社長さん!!あなた逮捕されますよ!!27 ~「妻や子供を呼びたい」と言われたら?~
社長さん!!あなた逮捕されますよ!!/はぶ行政書士事務所の羽生です。
「定着率が上がるなら、家族を呼んでやろう」——その一言が、思わぬ落とし穴になることがあります。
外国人社員から家族の呼び寄せ相談を受けた社長が、うっかり「うちで働いてもらえばいい」と口にした瞬間、不法就労助長罪の入口に立ってしまうこともあるのです。

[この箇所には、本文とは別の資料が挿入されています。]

#![deny(
    unsafe_code,
    missing_docs,
    dead_code,
    unused_results,
    non_snake_case,
    unreachable_pub
)]

//! Deterministic baseline strategy that gathers food, builds an army and
//! sends it at the nearest enemy.

use outpost_core::{Command, CommandKind, FighterKind, Position, UnitKind};
use outpost_world::{query::TeamView, Unit, WalkGrid};
use tracing::debug;

const BUILD_ORDER: [FighterKind; 3] = [
    FighterKind::Infantry,
    FighterKind::Ranged,
    FighterKind::Cavalry,
];

/// Producer of one team's commands for the upcoming turn.
///
/// Commands are only intents; the game re-validates every one of them.
pub trait Strategy {
    /// Commands for the team behind `view`.
    fn commands(&mut self, view: &TeamView<'_>) -> Vec<Command>;
}

/// Configuration parameters required to construct the skirmish strategy.
#[derive(Clone, Copy, Debug)]
pub struct Config {
    citizen_target: u32,
}

impl Config {
    /// Creates a configuration that keeps `citizen_target` citizens alive
    /// before spending food on fighters.
    #[must_use]
    pub const fn new(citizen_target: u32) -> Self {
        Self { citizen_target }
    }

    /// Citizens the strategy keeps before building fighters.
    #[must_use]
    pub const fn citizen_target(&self) -> u32 {
        self.citizen_target
    }
}

impl Default for Config {
    fn default() -> Self {
        Self::new(4)
    }
}

/// Baseline strategy playing a gather-then-rush game.
#[derive(Debug)]
pub struct Skirmish {
    citizen_target: u32,
    build_cursor: usize,
}

impl Skirmish {
    /// Creates a new strategy using the supplied configuration.
    #[must_use]
    pub fn new(config: Config) -> Self {
        Self {
            citizen_target: config.citizen_target,
            build_cursor: 0,
        }
    }

    fn headquarters_command(
        &mut self,
        view: &TeamView<'_>,
        headquarters: &Unit,
    ) -> Option<Command> {
        let in_range = view
            .enemies()
            .filter(|enemy| headquarters.distance_to(enemy) <= headquarters.stats().range)
            .min_by_key(|enemy| (headquarters.distance_to(enemy), enemy.id()));
        if let Some(enemy) = in_range {
            return Some(Command::new(
                headquarters.id(),
                CommandKind::Attack { target: enemy.id() },
            ));
        }

        if !view.has_room() {
            return None;
        }

        let citizens = view.citizens().count();
        if citizens < usize::try_from(self.citizen_target).unwrap_or(usize::MAX) {
            return view.can_afford(UnitKind::Citizen).then(|| {
                Command::new(
                    headquarters.id(),
                    CommandKind::SpawnCitizen { position: None },
                )
            });
        }

        let kind = BUILD_ORDER[self.build_cursor % BUILD_ORDER.len()];
        if !view.can_afford(UnitKind::Fighter(kind)) {
            return None;
        }
        self.build_cursor += 1;
        Some(Command::new(
            headquarters.id(),
            CommandKind::SpawnFighter {
                kind,
                position: None,
            },
        ))
    }
}

impl Default for Skirmish {
    fn default() -> Self {
        Self::new(Config::default())
    }
}

impl Strategy for Skirmish {
    fn commands(&mut self, view: &TeamView<'_>) -> Vec<Command> {
        let mut commands = Vec::new();
        let Some(headquarters) = view.headquarters() else {
            return commands;
        };
        let grid = view.grid();

        if let Some(command) = self.headquarters_command(view, headquarters) {
            commands.push(command);
        }

        for citizen in view.citizens() {
            let command = match citizen.carrying() {
                Some(_) => return_food(view, &grid, headquarters, citizen),
                None => gather_food(view, &grid, citizen),
            };
            commands.extend(command);
        }

        for fighter in view.fighters() {
            let nearest = view
                .enemies()
                .min_by_key(|enemy| (fighter.distance_to(enemy), enemy.id()));
            if let Some(enemy) = nearest {
                commands.push(Command::new(
                    fighter.id(),
                    CommandKind::Attack { target: enemy.id() },
                ));
            }
        }

        debug!(
            team = %view.team_id(),
            turn = view.turn(),
            commands = commands.len(),
            "skirmish planned turn"
        );
        commands
    }
}

fn return_food(
    view: &TeamView<'_>,
    grid: &WalkGrid,
    headquarters: &Unit,
    citizen: &Unit,
) -> Option<Command> {
    let footprint = headquarters.footprint();
    let anchor = headquarters.position();

    if footprint.distance_to(anchor, citizen.position()) == 1 {
        let position = citizen
            .position()
            .adjacents()
            .into_iter()
            .find(|cell| footprint.contains(anchor, *cell))?;
        return Some(Command::new(
            citizen.id(),
            CommandKind::DropOffFood { position },
        ));
    }

    let ring: Vec<Position> = footprint
        .ring(anchor)
        .into_iter()
        .filter(|cell| view.is_free(*cell))
        .collect();
    let destination = step_toward(view, grid, citizen, &ring)?;
    Some(Command::new(
        citizen.id(),
        CommandKind::Move {
            destination,
            auto_pick_up_food: false,
            auto_drop_off_food: true,
        },
    ))
}

fn gather_food(view: &TeamView<'_>, grid: &WalkGrid, citizen: &Unit) -> Option<Command> {
    let game = view.game();
    let adjacent = citizen
        .position()
        .adjacents()
        .into_iter()
        .find_map(|cell| game.loose_food_at(cell));
    if let Some(food) = adjacent {
        return Some(Command::new(
            citizen.id(),
            CommandKind::PickUpFood { food: food.id() },
        ));
    }

    let targets: Vec<Position> = view
        .loose_food()
        .map(|food| food.position())
        .filter(|cell| view.is_free(*cell))
        .collect();
    let destination = step_toward(view, grid, citizen, &targets)?;
    Some(Command::new(
        citizen.id(),
        CommandKind::Move {
            destination,
            auto_pick_up_food: true,
            auto_drop_off_food: false,
        },
    ))
}

/// Furthest free cell the unit can reach this turn along the shortest path
/// to any of `goals`.
fn step_toward(
    view: &TeamView<'_>,
    grid: &WalkGrid,
    unit: &Unit,
    goals: &[Position],
) -> Option<Position> {
    let path = grid.shortest_path(unit.position(), goals)?;
    let speed = usize::try_from(unit.stats().speed).unwrap_or(usize::MAX);
    let reach = speed.min(path.len().saturating_sub(1));
    path.get(1..=reach)?
        .iter()
        .rev()
        .copied()
        .find(|cell| view.is_free(*cell))
}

「家族滞在」ビザには、資格・収入・就労制限など、経営者が必ず知っておくべき厳格なルールがあります。知らないでは済まされません。
Contents
【この記事の重要ポイント】
「家族滞在」で呼べる家族の範囲は、思ったより狭い
「家族滞在」という在留資格は、就労ビザ(「技術・人文知識・国際業務」など)で働く外国人が、扶養を受ける家族を呼び寄せるためのものです。
ここで社長がよく誤解しているのが、「呼べる家族の範囲」です。法律上、対象になるのは配偶者(法律婚のみ)と子(実子・養子を含む)だけです。

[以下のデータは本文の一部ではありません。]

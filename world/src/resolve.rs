//! Command validation and the phase-ordered turn pipeline.

use std::collections::HashSet;

use outpost_core::{
    Action, ActionError, Command, CommandKind, Effect, EntityId, Phase, Position, TeamId,
    UnitKind,
};
use tracing::{debug, info};

use crate::{entity::Entity, Game, Unit};

/// Bookkeeping for the turn that is currently being resolved.
#[derive(Debug, Default)]
struct TurnLedger {
    committed: HashSet<EntityId>,
    fallen: HashSet<EntityId>,
}

/// Splits commands into phase queues, keeping the first command a unit
/// submits for each phase.
fn bucket(commands: &[Command]) -> [Vec<&Command>; Phase::ORDER.len()] {
    let mut queues: [Vec<&Command>; Phase::ORDER.len()] = Default::default();
    let mut seen = HashSet::new();

    for command in commands {
        let phase = command.command_type().phase();
        if seen.insert((command.unit, phase)) {
            queues[phase.index()].push(command);
        } else {
            debug!(unit = %command.unit, ?phase, "dropping duplicate command for phase");
        }
    }

    queues
}

impl Game {
    /// Resolves one turn of commands.
    ///
    /// Returns `None` without touching the state once the game is over.
    /// Otherwise the turn counter advances, commands run phase by phase in
    /// submission order, and every produced action is recorded in history
    /// and returned. A unit commits at most one successful action per turn;
    /// later commands for it are dropped silently.
    pub fn execute_turn(&mut self, commands: &[Command]) -> Option<Vec<Action>> {
        if self.is_over() {
            return None;
        }

        self.turn += 1;
        let queues = bucket(commands);
        let mut ledger = TurnLedger::default();
        let mut actions = Vec::new();

        for phase in Phase::ORDER {
            for command in &queues[phase.index()] {
                if ledger.committed.contains(&command.unit) {
                    debug!(
                        turn = self.turn,
                        unit = %command.unit,
                        command = ?command.command_type(),
                        "unit already acted this turn"
                    );
                    continue;
                }

                let action = match self.resolve(&ledger, command) {
                    Ok(Some(effect)) => {
                        self.apply_effect(command.unit, &effect);
                        if let Effect::Attack {
                            target,
                            destroyed: true,
                            ..
                        } = effect
                        {
                            let _ = ledger.fallen.insert(target);
                        }
                        let _ = ledger.committed.insert(command.unit);
                        Action::succeeded(command.unit, effect)
                    }
                    Ok(None) => {
                        debug!(turn = self.turn, unit = %command.unit, "attack target out of reach");
                        continue;
                    }
                    Err(error) => Action::failed(command.unit, command.command_type(), error),
                };

                debug!(
                    turn = self.turn,
                    unit = %action.unit,
                    outcome = ?action.outcome,
                    "resolved command"
                );
                actions.push(action);
            }
        }

        self.history.record(self.turn, actions.clone());
        if self.is_over() {
            info!(turn = self.turn, winner = ?self.winner(), "game over");
        }
        Some(actions)
    }

    /// Cells `unit` could legally move to this turn.
    #[must_use]
    pub fn valid_moves(&self, unit: EntityId) -> Vec<Position> {
        let Some(unit) = self.unit(unit) else {
            return Vec::new();
        };
        let speed = unit.stats().speed;
        let grid = self.team_grid(unit.team());
        unit.position()
            .adjacents_within_distance(speed)
            .into_iter()
            .filter(|cell| self.check_destination(unit, *cell).is_ok())
            .filter(|cell| {
                grid.path(unit.position(), *cell)
                    .map_or(false, |path| within_reach(&path, speed))
            })
            .collect()
    }

    fn resolve(&self, ledger: &TurnLedger, command: &Command) -> Result<Option<Effect>, ActionError> {
        let actor = self.live_unit(ledger, command.unit)?;

        match &command.kind {
            CommandKind::Attack { target } => self.resolve_attack(ledger, actor, *target),
            CommandKind::Move {
                destination,
                auto_pick_up_food,
                auto_drop_off_food,
            } => self
                .resolve_move(actor, *destination, *auto_pick_up_food, *auto_drop_off_food)
                .map(Some),
            CommandKind::SpawnCitizen { position } => self
                .resolve_spawn(actor, UnitKind::Citizen, *position)
                .map(Some),
            CommandKind::SpawnFighter { kind, position } => self
                .resolve_spawn(actor, UnitKind::Fighter(*kind), *position)
                .map(Some),
            CommandKind::PickUpFood { food } => self.resolve_pick_up(actor, *food).map(Some),
            CommandKind::DropOffFood { position } => {
                self.resolve_drop_off(actor, *position).map(Some)
            }
        }
    }

    fn live_unit(&self, ledger: &TurnLedger, id: EntityId) -> Result<&Unit, ActionError> {
        if ledger.fallen.contains(&id) {
            return Err(ActionError::UnitDead(id));
        }
        match self.unit(id) {
            Some(unit) if unit.is_alive() => Ok(unit),
            Some(_) => Err(ActionError::UnitDead(id)),
            None => Err(ActionError::UnitNotFound(id)),
        }
    }

    fn resolve_attack(
        &self,
        ledger: &TurnLedger,
        attacker: &Unit,
        target_id: EntityId,
    ) -> Result<Option<Effect>, ActionError> {
        if ledger.fallen.contains(&target_id) {
            return Err(ActionError::TargetDead(target_id));
        }
        let target = match self.entity(target_id) {
            None => return Err(ActionError::TargetNotFound(target_id)),
            Some(Entity::Unit(unit)) => unit,
            Some(_) => return Err(ActionError::NotAttackable(target_id)),
        };
        if !target.is_alive() {
            return Err(ActionError::TargetDead(target_id));
        }
        if target.team() == attacker.team() {
            return Err(ActionError::FriendlyTarget(target_id));
        }

        if attacker.distance_to(target) <= attacker.stats().range {
            let damage = attacker.damage_against(target);
            return Ok(Some(Effect::Attack {
                target: target_id,
                damage,
                destroyed: target.hp() <= i64::from(damage),
            }));
        }

        if attacker.is_headquarters() {
            return Ok(None);
        }
        if attacker.stats().speed == 0 {
            return Err(ActionError::TargetOutOfRange(target_id));
        }
        self.approach(attacker, target).map(Some)
    }

    /// Free cells from which `attacker` would have `target` in range.
    fn attack_positions(&self, attacker: &Unit, target: &Unit) -> Vec<Position> {
        let range = attacker.stats().range;
        let mut seen = HashSet::new();
        let mut positions = Vec::new();

        for cell in target.covering() {
            for candidate in cell.adjacents_within_distance(range) {
                if target.footprint().contains(target.position(), candidate)
                    || !seen.insert(candidate)
                {
                    continue;
                }
                if self.in_bounds(candidate) && self.index.is_free(candidate) {
                    positions.push(candidate);
                }
            }
        }

        positions
    }

    /// Attack down-converted into a move along the shortest path toward the
    /// closest reachable attack position.
    fn approach(&self, attacker: &Unit, target: &Unit) -> Result<Effect, ActionError> {
        let unreachable = ActionError::Unreachable(target.position());
        let positions = self.attack_positions(attacker, target);
        let path = self
            .team_grid(attacker.team())
            .shortest_path(attacker.position(), &positions)
            .ok_or_else(|| unreachable.clone())?;

        let speed = usize::try_from(attacker.stats().speed).unwrap_or(usize::MAX);
        let reach = speed.min(path.len().saturating_sub(1));
        let destination = path
            .get(1..=reach)
            .unwrap_or_default()
            .iter()
            .rev()
            .copied()
            .find(|cell| self.index.is_free(*cell))
            .ok_or(unreachable)?;

        Ok(Effect::Move {
            from: attacker.position(),
            to: destination,
            picked_up_food: None,
            deposited_food: None,
        })
    }

    fn check_destination(&self, unit: &Unit, destination: Position) -> Result<(), ActionError> {
        if !self.in_bounds(destination) {
            return Err(ActionError::OutOfBounds(destination));
        }
        match self.occupant(destination) {
            None => Ok(()),
            Some(Entity::Wall(_)) => Err(ActionError::Wall(destination)),
            Some(Entity::Unit(other)) if other.is_headquarters() && other.team() != unit.team() => {
                Err(ActionError::EnemyHeadquarters(destination))
            }
            Some(_) => Err(ActionError::Occupied(destination)),
        }
    }

    fn resolve_move(
        &self,
        unit: &Unit,
        destination: Position,
        auto_pick_up_food: bool,
        auto_drop_off_food: bool,
    ) -> Result<Effect, ActionError> {
        let speed = unit.stats().speed;
        if speed == 0 {
            return Err(ActionError::Immobile(unit.id()));
        }
        self.check_destination(unit, destination)?;

        let reachable = self
            .team_grid(unit.team())
            .path(unit.position(), destination)
            .map_or(false, |path| within_reach(&path, speed));
        if !reachable {
            return Err(ActionError::Unreachable(destination));
        }

        let picked_up_food = if auto_pick_up_food && unit.is_citizen() && unit.carrying().is_none() {
            self.index.loose_food(destination)
        } else {
            None
        };
        let deposited_food = match unit.carrying() {
            Some(food) if auto_drop_off_food && self.is_drop_off_cell(unit.team(), destination) => {
                Some(food)
            }
            _ => None,
        };

        Ok(Effect::Move {
            from: unit.position(),
            to: destination,
            picked_up_food,
            deposited_food,
        })
    }

    fn is_drop_off_cell(&self, team: TeamId, cell: Position) -> bool {
        self.headquarters(team).map_or(false, |headquarters| {
            headquarters
                .footprint()
                .distance_to(headquarters.position(), cell)
                == 1
        })
    }

    fn resolve_spawn(
        &self,
        headquarters: &Unit,
        kind: UnitKind,
        requested: Option<Position>,
    ) -> Result<Effect, ActionError> {
        let team = match self.team(headquarters.team()) {
            Some(team) if headquarters.is_headquarters() => team,
            _ => return Err(ActionError::NotHeadquarters(headquarters.id())),
        };

        if self.population(team.id()) >= self.max_pop {
            return Err(ActionError::PopulationCap { cap: self.max_pop });
        }

        let ring = headquarters.footprint().ring(headquarters.position());
        let position = match requested {
            Some(cell) => {
                if !ring.contains(&cell) {
                    return Err(ActionError::InvalidSpawnPosition(cell));
                }
                if !self.in_bounds(cell) {
                    return Err(ActionError::OutOfBounds(cell));
                }
                if !self.index.is_free(cell) {
                    return Err(ActionError::Occupied(cell));
                }
                cell
            }
            None => ring
                .into_iter()
                .find(|cell| self.in_bounds(*cell) && self.index.is_free(*cell))
                .ok_or(ActionError::NoSpawnPosition)?,
        };

        let cost = team.settings().stats(kind).cost;
        if team.food_count() < cost {
            return Err(ActionError::InsufficientFood {
                required: cost,
                available: team.food_count(),
            });
        }

        Ok(Effect::Spawn {
            unit: self.next_entity_id(),
            kind,
            position,
            cost,
        })
    }

    fn resolve_pick_up(&self, citizen: &Unit, food_id: EntityId) -> Result<Effect, ActionError> {
        if !citizen.is_citizen() {
            return Err(ActionError::NotCitizen(citizen.id()));
        }
        if citizen.carrying().is_some() {
            return Err(ActionError::AlreadyCarrying(citizen.id()));
        }
        let food = self
            .food(food_id)
            .ok_or(ActionError::FoodNotFound(food_id))?;
        if !food.is_loose() {
            return Err(ActionError::FoodClaimed(food_id));
        }
        if !food.position().is_adjacent_to(citizen.position()) {
            return Err(ActionError::NotAdjacent(food.position()));
        }

        Ok(Effect::PickUpFood {
            food: food_id,
            from: food.position(),
        })
    }

    fn resolve_drop_off(&self, citizen: &Unit, position: Position) -> Result<Effect, ActionError> {
        if !citizen.is_citizen() {
            return Err(ActionError::NotCitizen(citizen.id()));
        }
        let food = citizen
            .carrying()
            .ok_or(ActionError::NotCarrying(citizen.id()))?;
        if !position.is_adjacent_to(citizen.position()) {
            return Err(ActionError::NotAdjacent(position));
        }
        if !self.in_bounds(position) {
            return Err(ActionError::OutOfBounds(position));
        }

        let deposited = self
            .headquarters(citizen.team())
            .map_or(false, |headquarters| {
                headquarters
                    .footprint()
                    .contains(headquarters.position(), position)
            });
        if !deposited {
            match self.occupant(position) {
                None => {}
                Some(Entity::Wall(_)) => return Err(ActionError::Wall(position)),
                Some(Entity::Unit(other)) if other.is_headquarters() => {
                    return Err(ActionError::EnemyHeadquarters(position));
                }
                Some(_) => return Err(ActionError::Occupied(position)),
            }
            if self.index.loose_food(position).is_some() {
                return Err(ActionError::FoodPresent(position));
            }
        }

        Ok(Effect::DropOffFood {
            food,
            position,
            deposited,
        })
    }
}

fn within_reach(path: &[Position], speed: u32) -> bool {
    u32::try_from(path.len().saturating_sub(1)).map_or(false, |steps| steps <= speed)
}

内縁の妻、婚約者、「子供の面倒を見てほしい」という理由での親(父母)、兄弟姉妹——これらはすべて対象外です。「親を呼んで子守りをしてほしい」という話は、入管法上、まったく通りません。
社員から「親を呼びたい」と相談されても、安易に「何とかなるんじゃないの」と言わないでください。後で社員との関係が壊れる原因になります。
▷ 関連記事:Vol.28 永住への道
特定技能1号の社員は、原則として家族を呼べない
ここは特に注意が必要です。貴社の外国人社員が「特定技能1号」で在留している場合、その社員は原則として家族を「家族滞在」ビザで呼び寄せることが法律上、できません。
特定技能1号は制度設計上、「定住を前提としない」就労資格です。在留期間は通算最大5年。そのため、家族帯同を認める「家族滞在」の対象外とされています。
例外的に認められるケースもありますが(在留資格変更前から家族がすでに日本に在留していた場合など)、それは「特定活動」という別の在留資格であり、本国から新たに呼び寄せることとは異なります。
「なんとかなるでしょ」という認識で社員に期待を持たせると、後で大きなトラブルになります。まず在留資格の種類を確認することが先決です。
▷ 関連記事:Vol.44 5年で帰国か、幹部として残すか。「特定技能2号」の高いハードルと経営判断
「扶養能力」と「同居」が審査の核心——甘く見ると不許可直結
「家族滞在」の許可審査で入管が最も厳しく見るのが、扶養能力と同居の実態です。
扶養能力については、「社員本人の現在の収入だけで家族全員を養えるか」が判断基準です。「来日後に奥さんが働けばいい」という話は審査で一切考慮されません。あくまで現時点の確定した収入だけが判断材料になります。
同居については、原則として扶養者(社員)と同居していることが要件です。不自然な別居状態は「扶養の実態がない」「偽装婚ではないか」という疑念を招き、不許可の直接原因になります。
また、住居の広さも見られます。単身用物件に家族全員が住んでいるような状況は、賃貸契約違反になるだけでなく、入管から「生活実態がない」と判断される材料にもなります。社員が家族を呼ぶ前に、適正な住居を確保していることを確認してください。
家族をうちで働かせたら、社長が逮捕される
「人手不足だし、来日した奥さんにも手伝ってもらおう」——この発想が最も危険です。
「家族滞在」ビザは、原則として就労できません。就労するには別途「資格外活動許可」を取得する必要があり、許可を得た場合でも週28時間以内という厳格な上限があります。
もし社長が、資格外活動許可なしで家族滞在ビザの人を働かせたり、許可はあるのにフルタイムで働かせたりした場合、不法就労助長罪(3年以下の懲役または300万円以下の罰金)の対象となります。「知らなかった」「本人が希望した」は免罪符になりません。
さらに、家族が就労制限を超えて働いた事実が発覚すると、社員本人の次回の在留期間更新が不許可になるリスクもあります。採用時だけでなく、日常の管理においても、家族の就労状況は社長が気を配るべき問題です。
【Vol.27 まとめ】
- 「家族滞在」で呼べるのは配偶者と子のみ。親・兄弟は法律上対象外。
- 特定技能1号の社員は原則として家族を新たに呼び寄せることができない。
- 家族滞在ビザの人を週28時間超・無許可で働かせると、社長が不法就労助長罪に問われる。